Task to carry out -> Every line of the data that includes "impl" should be copied out.

Exercise material ->
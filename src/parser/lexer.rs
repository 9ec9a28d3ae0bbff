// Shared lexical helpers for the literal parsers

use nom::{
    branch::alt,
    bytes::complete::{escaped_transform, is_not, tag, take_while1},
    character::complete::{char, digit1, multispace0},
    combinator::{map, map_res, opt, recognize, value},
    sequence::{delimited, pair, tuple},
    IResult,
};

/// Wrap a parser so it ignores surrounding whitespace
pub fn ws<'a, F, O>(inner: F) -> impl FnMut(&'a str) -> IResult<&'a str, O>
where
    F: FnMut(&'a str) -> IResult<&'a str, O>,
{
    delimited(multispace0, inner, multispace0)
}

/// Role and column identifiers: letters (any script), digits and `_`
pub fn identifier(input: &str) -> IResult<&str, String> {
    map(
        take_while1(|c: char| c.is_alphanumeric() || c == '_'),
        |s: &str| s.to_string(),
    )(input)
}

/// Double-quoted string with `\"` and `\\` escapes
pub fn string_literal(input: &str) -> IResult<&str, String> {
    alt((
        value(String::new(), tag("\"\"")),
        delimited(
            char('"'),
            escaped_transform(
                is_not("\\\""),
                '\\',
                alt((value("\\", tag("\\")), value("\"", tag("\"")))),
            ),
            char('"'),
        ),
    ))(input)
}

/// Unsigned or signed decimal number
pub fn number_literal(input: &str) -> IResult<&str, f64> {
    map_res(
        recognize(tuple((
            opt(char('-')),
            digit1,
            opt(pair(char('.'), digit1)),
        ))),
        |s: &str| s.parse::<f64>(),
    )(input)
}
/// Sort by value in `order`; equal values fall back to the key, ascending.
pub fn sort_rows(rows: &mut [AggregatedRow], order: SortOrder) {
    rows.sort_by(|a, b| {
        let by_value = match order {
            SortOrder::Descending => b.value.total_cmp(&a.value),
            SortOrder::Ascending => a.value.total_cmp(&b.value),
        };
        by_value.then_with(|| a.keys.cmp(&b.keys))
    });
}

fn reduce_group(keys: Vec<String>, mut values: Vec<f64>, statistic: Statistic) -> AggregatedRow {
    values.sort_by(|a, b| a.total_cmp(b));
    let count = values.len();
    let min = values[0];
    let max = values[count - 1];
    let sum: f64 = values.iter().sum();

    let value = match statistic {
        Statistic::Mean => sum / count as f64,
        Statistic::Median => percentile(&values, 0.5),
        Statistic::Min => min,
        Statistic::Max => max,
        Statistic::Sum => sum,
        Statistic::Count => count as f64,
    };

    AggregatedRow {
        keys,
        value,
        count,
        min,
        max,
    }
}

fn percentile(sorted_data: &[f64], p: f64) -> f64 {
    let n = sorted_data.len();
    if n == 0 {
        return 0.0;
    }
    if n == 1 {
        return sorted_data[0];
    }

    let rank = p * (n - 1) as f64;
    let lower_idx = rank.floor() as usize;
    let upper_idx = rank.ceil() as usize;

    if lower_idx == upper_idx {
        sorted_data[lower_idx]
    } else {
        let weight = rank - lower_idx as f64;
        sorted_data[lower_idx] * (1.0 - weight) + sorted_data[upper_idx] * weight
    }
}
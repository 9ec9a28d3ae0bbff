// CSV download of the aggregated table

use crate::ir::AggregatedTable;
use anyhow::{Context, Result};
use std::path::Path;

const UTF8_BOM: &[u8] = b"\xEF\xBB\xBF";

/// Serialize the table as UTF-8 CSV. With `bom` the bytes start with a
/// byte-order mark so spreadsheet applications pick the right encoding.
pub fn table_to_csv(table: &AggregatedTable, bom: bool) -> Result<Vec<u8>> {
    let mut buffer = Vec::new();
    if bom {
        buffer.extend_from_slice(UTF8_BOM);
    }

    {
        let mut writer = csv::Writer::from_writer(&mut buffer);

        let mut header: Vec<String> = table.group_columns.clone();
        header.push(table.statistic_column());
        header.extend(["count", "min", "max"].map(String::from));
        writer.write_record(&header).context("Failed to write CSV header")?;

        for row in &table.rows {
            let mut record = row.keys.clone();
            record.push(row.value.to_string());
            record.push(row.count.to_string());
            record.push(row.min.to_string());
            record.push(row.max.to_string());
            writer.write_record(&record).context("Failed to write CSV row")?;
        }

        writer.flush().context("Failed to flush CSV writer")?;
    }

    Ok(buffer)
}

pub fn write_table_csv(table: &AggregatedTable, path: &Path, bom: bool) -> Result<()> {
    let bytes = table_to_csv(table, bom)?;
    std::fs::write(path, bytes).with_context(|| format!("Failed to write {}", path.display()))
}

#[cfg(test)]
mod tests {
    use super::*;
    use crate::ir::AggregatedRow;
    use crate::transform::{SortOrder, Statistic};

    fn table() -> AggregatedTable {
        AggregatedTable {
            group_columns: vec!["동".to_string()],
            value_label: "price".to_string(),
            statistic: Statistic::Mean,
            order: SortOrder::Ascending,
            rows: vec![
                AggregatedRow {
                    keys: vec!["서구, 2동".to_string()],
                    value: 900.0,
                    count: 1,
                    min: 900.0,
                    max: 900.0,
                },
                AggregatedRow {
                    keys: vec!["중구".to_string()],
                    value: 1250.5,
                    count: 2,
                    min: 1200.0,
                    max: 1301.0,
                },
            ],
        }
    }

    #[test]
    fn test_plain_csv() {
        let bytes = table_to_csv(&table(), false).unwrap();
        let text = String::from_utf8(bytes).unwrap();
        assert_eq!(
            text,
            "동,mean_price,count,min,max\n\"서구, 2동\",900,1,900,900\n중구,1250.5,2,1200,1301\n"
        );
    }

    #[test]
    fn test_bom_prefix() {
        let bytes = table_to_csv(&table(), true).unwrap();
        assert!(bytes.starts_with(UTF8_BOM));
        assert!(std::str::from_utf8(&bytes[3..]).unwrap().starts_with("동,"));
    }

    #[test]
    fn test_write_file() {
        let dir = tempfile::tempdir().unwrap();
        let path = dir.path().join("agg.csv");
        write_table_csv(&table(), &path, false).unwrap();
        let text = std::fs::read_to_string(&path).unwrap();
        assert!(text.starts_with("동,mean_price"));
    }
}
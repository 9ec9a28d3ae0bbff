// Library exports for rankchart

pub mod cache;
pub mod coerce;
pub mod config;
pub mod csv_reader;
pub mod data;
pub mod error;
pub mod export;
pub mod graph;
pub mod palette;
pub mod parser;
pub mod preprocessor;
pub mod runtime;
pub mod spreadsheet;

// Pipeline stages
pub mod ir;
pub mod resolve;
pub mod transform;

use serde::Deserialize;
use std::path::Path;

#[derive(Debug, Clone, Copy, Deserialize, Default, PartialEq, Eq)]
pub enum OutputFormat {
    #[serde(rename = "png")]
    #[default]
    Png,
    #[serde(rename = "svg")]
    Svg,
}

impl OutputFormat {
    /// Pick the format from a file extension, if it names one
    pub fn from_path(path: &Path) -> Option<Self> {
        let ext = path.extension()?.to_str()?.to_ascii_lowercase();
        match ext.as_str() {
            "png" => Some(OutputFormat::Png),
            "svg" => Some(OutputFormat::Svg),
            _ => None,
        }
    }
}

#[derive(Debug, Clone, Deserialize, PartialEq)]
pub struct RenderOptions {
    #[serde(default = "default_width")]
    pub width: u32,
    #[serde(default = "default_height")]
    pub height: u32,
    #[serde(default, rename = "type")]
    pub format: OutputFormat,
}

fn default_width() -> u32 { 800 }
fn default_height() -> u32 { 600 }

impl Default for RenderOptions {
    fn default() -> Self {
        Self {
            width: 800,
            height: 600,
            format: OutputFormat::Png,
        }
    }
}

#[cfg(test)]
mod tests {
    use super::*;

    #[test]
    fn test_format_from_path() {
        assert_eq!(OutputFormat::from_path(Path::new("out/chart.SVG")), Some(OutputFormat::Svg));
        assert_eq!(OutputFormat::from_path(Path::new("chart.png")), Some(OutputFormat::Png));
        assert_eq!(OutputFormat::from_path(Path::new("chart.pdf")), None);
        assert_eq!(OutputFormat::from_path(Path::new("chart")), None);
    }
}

Answer for this exercise ->
pub fn ws<'a, F, O>(inner: F) -> impl FnMut(&'a str) -> IResult<&'a str, O>
impl OutputFormat {
impl Default for RenderOptions {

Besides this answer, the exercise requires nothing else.